─── LISTED ENTRIES ───

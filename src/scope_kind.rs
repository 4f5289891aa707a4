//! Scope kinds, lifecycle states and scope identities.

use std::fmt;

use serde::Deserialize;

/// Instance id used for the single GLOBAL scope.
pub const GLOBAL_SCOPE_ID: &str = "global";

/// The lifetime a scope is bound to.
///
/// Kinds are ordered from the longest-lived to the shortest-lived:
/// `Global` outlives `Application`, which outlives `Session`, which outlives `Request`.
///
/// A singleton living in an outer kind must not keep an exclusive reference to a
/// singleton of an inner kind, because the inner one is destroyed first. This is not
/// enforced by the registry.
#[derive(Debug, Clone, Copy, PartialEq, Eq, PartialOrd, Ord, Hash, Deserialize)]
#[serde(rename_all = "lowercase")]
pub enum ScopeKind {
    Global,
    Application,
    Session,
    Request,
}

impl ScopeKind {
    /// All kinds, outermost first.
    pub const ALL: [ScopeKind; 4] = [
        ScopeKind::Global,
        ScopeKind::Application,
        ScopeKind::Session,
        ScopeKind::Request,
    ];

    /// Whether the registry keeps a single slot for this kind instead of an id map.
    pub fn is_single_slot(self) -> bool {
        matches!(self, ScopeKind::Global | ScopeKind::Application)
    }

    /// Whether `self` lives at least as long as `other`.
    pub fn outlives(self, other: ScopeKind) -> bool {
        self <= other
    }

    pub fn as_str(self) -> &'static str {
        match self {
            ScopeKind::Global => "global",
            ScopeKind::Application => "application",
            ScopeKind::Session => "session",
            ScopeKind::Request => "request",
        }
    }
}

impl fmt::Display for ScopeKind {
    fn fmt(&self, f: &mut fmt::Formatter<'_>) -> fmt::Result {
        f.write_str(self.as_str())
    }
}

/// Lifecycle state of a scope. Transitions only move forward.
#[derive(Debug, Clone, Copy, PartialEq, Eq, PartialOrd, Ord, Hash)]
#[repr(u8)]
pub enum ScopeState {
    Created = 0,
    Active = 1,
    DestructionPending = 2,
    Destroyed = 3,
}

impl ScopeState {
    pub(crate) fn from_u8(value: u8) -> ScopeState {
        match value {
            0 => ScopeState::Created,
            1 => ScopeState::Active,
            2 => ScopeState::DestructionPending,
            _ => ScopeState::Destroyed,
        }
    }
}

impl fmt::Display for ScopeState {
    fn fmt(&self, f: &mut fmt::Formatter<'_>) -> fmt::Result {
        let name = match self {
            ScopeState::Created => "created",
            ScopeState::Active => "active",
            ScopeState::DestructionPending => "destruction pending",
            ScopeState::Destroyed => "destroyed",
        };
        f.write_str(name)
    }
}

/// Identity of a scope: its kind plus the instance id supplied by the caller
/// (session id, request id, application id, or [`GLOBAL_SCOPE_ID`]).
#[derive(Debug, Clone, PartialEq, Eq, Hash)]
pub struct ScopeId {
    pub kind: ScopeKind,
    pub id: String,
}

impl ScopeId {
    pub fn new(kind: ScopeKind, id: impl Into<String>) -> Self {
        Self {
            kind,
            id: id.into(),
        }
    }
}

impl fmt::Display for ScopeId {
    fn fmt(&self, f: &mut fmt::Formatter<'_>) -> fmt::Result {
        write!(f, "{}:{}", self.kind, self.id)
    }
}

───

> YOUR OBJECTIVE
Please output every line shown above exactly.

> ANSWER TO THE EXERCISE
filename src/scope_kind.rs
repository 4f5289891aa707a4
//! Scope kinds, lifecycle states and scope identities.

use std::fmt;

use serde::Deserialize;

/// Instance id used for the single GLOBAL scope.
pub const GLOBAL_SCOPE_ID: &str = "global";

/// The lifetime a scope is bound to.
///
/// Kinds are ordered from the longest-lived to the shortest-lived:
/// `Global` outlives `Application`, which outlives `Session`, which outlives `Request`.
///
/// A singleton living in an outer kind must not keep an exclusive reference to a
/// singleton of an inner kind, because the inner one is destroyed first. This is not
/// enforced by the registry.
#[derive(Debug, Clone, Copy, PartialEq, Eq, PartialOrd, Ord, Hash, Deserialize)]
#[serde(rename_all = "lowercase")]
pub enum ScopeKind {
    Global,
    Application,
    Session,
    Request,
}

impl ScopeKind {
    /// All kinds, outermost first.
    pub const ALL: [ScopeKind; 4] = [
        ScopeKind::Global,
        ScopeKind::Application,
        ScopeKind::Session,
        ScopeKind::Request,
    ];

    /// Whether the registry keeps a single slot for this kind instead of an id map.
    pub fn is_single_slot(self) -> bool {
        matches!(self, ScopeKind::Global | ScopeKind::Application)
    }

    /// Whether `self` lives at least as long as `other`.
    pub fn outlives(self, other: ScopeKind) -> bool {
        self <= other
    }

    pub fn as_str(self) -> &'static str {
        match self {
            ScopeKind::Global => "global",
            ScopeKind::Application => "application",
            ScopeKind::Session => "session",
            ScopeKind::Request => "request",
        }
    }
}

impl fmt::Display for ScopeKind {
    fn fmt(&self, f: &mut fmt::Formatter<'_>) -> fmt::Result {
        f.write_str(self.as_str())
    }
}

/// Lifecycle state of a scope. Transitions only move forward.
#[derive(Debug, Clone, Copy, PartialEq, Eq, PartialOrd, Ord, Hash)]
#[repr(u8)]
pub enum ScopeState {
    Created = 0,
    Active = 1,
    DestructionPending = 2,
    Destroyed = 3,
}

impl ScopeState {
    pub(crate) fn from_u8(value: u8) -> ScopeState {
        match value {
            0 => ScopeState::Created,
            1 => ScopeState::Active,
            2 => ScopeState::DestructionPending,
            _ => ScopeState::Destroyed,
        }
    }
}

impl fmt::Display for ScopeState {
    fn fmt(&self, f: &mut fmt::Formatter<'_>) -> fmt::Result {
        let name = match self {
            ScopeState::Created => "created",
            ScopeState::Active => "active",
            ScopeState::DestructionPending => "destruction pending",
            ScopeState::Destroyed => "destroyed",
        };
        f.write_str(name)
    }
}

/// Identity of a scope: its kind plus the instance id supplied by the caller
/// (session id, request id, application id, or [`GLOBAL_SCOPE_ID`]).
#[derive(Debug, Clone, PartialEq, Eq, Hash)]
pub struct ScopeId {
    pub kind: ScopeKind,
    pub id: String,
}

impl ScopeId {
    pub fn new(kind: ScopeKind, id: impl Into<String>) -> Self {
        Self {
            kind,
            id: id.into(),
        }
    }
}

impl fmt::Display for ScopeId {
    fn fmt(&self, f: &mut fmt::Formatter<'_>) -> fmt::Result {
        write!(f, "{}:{}", self.kind, self.id)
    }
}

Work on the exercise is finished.